ACTIVITY: Gather all lines in the data that hold the string "listed".
=== THE INPUT ===
use std::collections::BTreeMap;
use std::fs;
use std::path::Path;
use std::sync::Mutex;

use assert_matches::assert_matches;
use camino::Utf8PathBuf;

use kira_genesets::app::{App, BuildSource};
use kira_genesets::domain::{SERVER_DOMAIN, TaxId};
use kira_genesets::error::GenesetError;
use kira_genesets::output::JsonOutput;
use kira_genesets::providers::go::GoClient;
use kira_genesets::providers::kegg::KeggClient;
use kira_genesets::registry::{CollectionSpec, Destination, IndexStatus};
use kira_genesets::serverfiles::ServerFiles;
use kira_genesets::store::Store;

#[derive(Default)]
struct MemoryServer {
    files: Mutex<BTreeMap<(String, String), Vec<u8>>>,
}

impl ServerFiles for MemoryServer {
    fn listfiles(&self, domain: &str) -> Result<Vec<String>, GenesetError> {
        Ok(self
            .files
            .lock()
            .unwrap()
            .keys()
            .filter(|(d, _)| d == domain)
            .map(|(_, name)| name.clone())
            .collect())
    }

    fn download(
        &self,
        domain: &str,
        filename: &str,
        destination: &Path,
    ) -> Result<(), GenesetError> {
        let files = self.files.lock().unwrap();
        let content = files
            .get(&(domain.to_string(), filename.to_string()))
            .ok_or_else(|| GenesetError::ServerFilesStatus {
                status: 404,
                message: filename.to_string(),
            })?;
        fs::write(destination, content).map_err(|err| GenesetError::Filesystem(err.to_string()))
    }

    fn upload(
        &self,
        domain: &str,
        filename: &str,
        local_path: &Path,
        _title: &str,
        _tags: &[String],
    ) -> Result<(), GenesetError> {
        let content =
            fs::read(local_path).map_err(|err| GenesetError::Filesystem(err.to_string()))?;
        self.files
            .lock()
            .unwrap()
            .insert((domain.to_string(), filename.to_string()), content);
        Ok(())
    }

    fn unprotect(&self, _domain: &str, _filename: &str) -> Result<(), GenesetError> {
        Ok(())
    }
}

#[derive(Clone)]
struct MockKegg;

impl KeggClient for MockKegg {
    fn list_pathways(&self, org: &str) -> Result<String, GenesetError> {
        assert_eq!(org, "hsa");
        Ok("hsa00010\tGlycolysis / Gluconeogenesis - Homo sapiens (human)\n\
            hsa04010\tMAPK signaling pathway - Homo sapiens (human)\n\
            hsa99999\tUnlinked pathway - Homo sapiens (human)\n"
            .to_string())
    }

    fn link_pathway_genes(&self, _org: &str) -> Result<String, GenesetError> {
        Ok("path:hsa00010\thsa:3098\n\
            path:hsa00010\thsa:2645\n\
            path:hsa04010\thsa:5594\n"
            .to_string())
    }

    fn list_genes(&self, _org: &str) -> Result<String, GenesetError> {
        Ok("hsa:3098\tCDS\t10:69269984..69401884\tHK1, HK1-ta; hexokinase 1\n\
            hsa:5594\tCDS\t22:21759657..21867680\tMAPK1, ERK; mitogen-activated protein kinase 1\n"
            .to_string())
    }
}

#[derive(Clone)]
struct MockGo;

impl GoClient for MockGo {
    fn download_ontology(&self) -> Result<String, GenesetError> {
        Ok("[Term]\n\
            id: GO:0008150\n\
            name: biological_process\n\
            namespace: biological_process\n\
            \n\
            [Term]\n\
            id: GO:0006096\n\
            name: glycolytic process\n\
            namespace: biological_process\n\
            is_a: GO:0008150 ! biological_process\n\
            \n\
            [Term]\n\
            id: GO:0005575\n\
            name: cellular_component\n\
            namespace: cellular_component\n\
            \n\
            [Term]\n\
            id: GO:0005829\n\
            name: cytosol\n\
            namespace: cellular_component\n\
            relationship: part_of GO:0005575 ! cellular_component\n"
            .to_string())
    }

    fn download_annotations(&self, gaf_file: &str) -> Result<String, GenesetError> {
        assert_eq!(gaf_file, "goa_human.gaf.gz");
        Ok("!gaf-version: 2.2\n\
            UniProtKB\tP04406\tGAPDH\tinvolved_in\tGO:0006096\tPMID:1\tIDA\n\
            UniProtKB\tP04406\tGAPDH\tlocated_in\tGO:0005829\tPMID:1\tIDA\n\
            UniProtKB\tP19367\tHK1\tinvolved_in\tGO:0006096\tPMID:2\tIDA\n"
            .to_string())
    }
}

#[derive(Clone)]
struct FailingGo;

impl GoClient for FailingGo {
    fn download_ontology(&self) -> Result<String, GenesetError> {
        Err(GenesetError::GoStatus {
            status: 503,
            message: "unavailable".to_string(),
        })
    }

    fn download_annotations(&self, _gaf_file: &str) -> Result<String, GenesetError> {
        Err(GenesetError::GoHttp("unreachable".to_string()))
    }
}

fn temp_root() -> (tempfile::TempDir, Utf8PathBuf) {
    let temp = tempfile::tempdir().unwrap();
    let root = Utf8PathBuf::from_path_buf(temp.path().to_path_buf()).unwrap();
    (temp, root)
}

fn human() -> TaxId {
    "9606".parse().unwrap()
}

#[test]
fn build_kegg_registers_one_collection() {
    let (_temp, root) = temp_root();
    let app = App::new(
        Store::new_with_root(root),
        MemoryServer::default(),
        MockKegg,
        MockGo,
    );

    let result = app
        .build(BuildSource::Kegg(human()), Destination::Local, &JsonOutput)
        .unwrap();
    assert_eq!(result.source, "kegg:9606");
    assert_eq!(result.registered.len(), 1);
    assert_eq!(result.registered[0].filename, "gs_KEGG_._9606.json.gz");
    assert_eq!(result.registered[0].genesets, 2);

    let shown = app
        .show(&"KEGG@9606".parse().unwrap(), true, &JsonOutput)
        .unwrap();
    let glycolysis = shown
        .genesets
        .iter()
        .find(|gs| gs.id == "path:hsa00010")
        .unwrap();
    assert_eq!(glycolysis.name.as_deref(), Some("Glycolysis / Gluconeogenesis"));
    assert!(glycolysis.genes.contains("HK1"));
    assert!(glycolysis.genes.contains("2645"));
    assert_eq!(
        glycolysis.link.as_deref(),
        Some("https://www.kegg.jp/pathway/hsa00010")
    );
}

#[test]
fn build_go_splits_by_namespace() {
    let (_temp, root) = temp_root();
    let app = App::new(
        Store::new_with_root(root),
        MemoryServer::default(),
        MockKegg,
        MockGo,
    );

    let result = app
        .build(BuildSource::Go(human()), Destination::Local, &JsonOutput)
        .unwrap();
    let filenames = result
        .registered
        .iter()
        .map(|outcome| outcome.filename.as_str())
        .collect::<Vec<_>>();
    assert_eq!(
        filenames,
        vec![
            "gs_GO_._biological_process_._9606.json.gz",
            "gs_GO_._cellular_component_._9606.json.gz",
        ]
    );

    let root_term = app
        .show(&"GO/biological_process@9606".parse().unwrap(), true, &JsonOutput)
        .unwrap()
        .genesets
        .into_iter()
        .find(|gs| gs.id == "GO:0008150")
        .unwrap();
    assert_eq!(root_term.size(), 2);
}

#[test]
fn build_go_rejects_unknown_organism() {
    let (_temp, root) = temp_root();
    let app = App::new(
        Store::new_with_root(root),
        MemoryServer::default(),
        MockKegg,
        MockGo,
    );
    let err = app
        .build(
            BuildSource::Go("123456789".parse().unwrap()),
            Destination::Local,
            &JsonOutput,
        )
        .unwrap_err();
    assert_matches!(err, GenesetError::UnknownOrganism(_));
}

#[test]
fn build_omim_from_morbidmap() {
    let (_temp, root) = temp_root();
    let morbidmap = root.join("morbidmap.txt");
    fs::write(
        morbidmap.as_std_path(),
        "# Phenotype\tGene Symbols\tMIM Number\tCyto Location\n\
         Alzheimer disease, 104300 (3)\tAPP, AAA\t104760\t21q21.3\n\
         Alzheimer disease, 104300 (3)\tPSEN1\t104311\t14q24.2\n",
    )
    .unwrap();
    let app = App::new(
        Store::new_with_root(root.join("store")),
        MemoryServer::default(),
        MockKegg,
        MockGo,
    );

    let result = app
        .build(BuildSource::Omim(morbidmap), Destination::Local, &JsonOutput)
        .unwrap();
    assert_eq!(result.registered[0].filename, "gs_OMIM_._9606.json.gz");

    let disease = app
        .show(&"OMIM@9606".parse().unwrap(), true, &JsonOutput)
        .unwrap()
        .genesets
        .into_iter()
        .next()
        .unwrap();
    assert_eq!(disease.id, "104300");
    assert_eq!(disease.size(), 3);
    assert_eq!(disease.link.as_deref(), Some("https://omim.org/entry/104300"));
}

#[test]
fn publish_records_failing_sources() {
    let (_temp, root) = temp_root();
    let app = App::new(
        Store::new_with_root(root),
        MemoryServer::default(),
        MockKegg,
        FailingGo,
    );

    let result = app.publish(&[human()], &JsonOutput).unwrap();
    assert_eq!(result.registered.len(), 1);
    assert_matches!(
        result.registered[0].index,
        Some(IndexStatus::Updated { files: 1 })
    );
    assert_eq!(result.failures.len(), 1);
    assert_eq!(result.failures[0].source, "go:9606");
    assert_eq!(result.failures[0].organism, "9606");

    let listed = app.list(false, false, &JsonOutput).unwrap();
    assert_eq!(listed.collections.len(), 1);
    assert!(!listed.collections[0].local);
}

#[test]
fn index_lists_only_gene_set_files() {
    let (_temp, root) = temp_root();
    let server = MemoryServer::default();
    for name in ["gs_KEGG_._9606.json.gz", "gs_OMIM_._9606.json.gz", "notes.txt"] {
        server
            .files
            .lock()
            .unwrap()
            .insert((SERVER_DOMAIN.to_string(), name.to_string()), b"{}".to_vec());
    }
    let app = App::new(Store::new_with_root(root), server, MockKegg, MockGo);

    let result = app.index(&JsonOutput).unwrap();
    assert_eq!(
        result.files,
        vec!["gs_KEGG_._9606.json.gz", "gs_OMIM_._9606.json.gz"]
    );
    assert!(result.generated_at.is_some());
}

#[test]
fn collect_writes_gmt() {
    let (_temp, root) = temp_root();
    let gmt = root.join("c2.gmt");
    fs::write(gmt.as_std_path(), "SET_A\tfirst\tTP53\tEGFR\n").unwrap();
    let app = App::new(
        Store::new_with_root(root.join("store")),
        MemoryServer::default(),
        MockKegg,
        MockGo,
    );
    app.build(BuildSource::Kegg(human()), Destination::Local, &JsonOutput)
        .unwrap();

    let output = root.join("merged.gmt");
    let specs = vec![
        CollectionSpec::File(gmt),
        CollectionSpec::GeneSets(
            app.show(&"KEGG@9606".parse().unwrap(), true, &JsonOutput)
                .unwrap()
                .genesets,
        ),
    ];
    let result = app.collect(specs, Some(output.as_path()), &JsonOutput).unwrap();
    assert_eq!(result.count, 3);

    let written = fs::read_to_string(output.as_std_path()).unwrap();
    assert_eq!(written.lines().count(), 3);
    assert!(written.contains("SET_A\tfirst\tEGFR\tTP53"));
    assert!(written.contains("path:hsa04010\tMAPK signaling pathway\tMAPK1"));
}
===
ANSWER FOR THE TASK:
    let listed = app.list(false, false, &JsonOutput).unwrap();
    assert_eq!(listed.collections.len(), 1);
    assert!(!listed.collections[0].local);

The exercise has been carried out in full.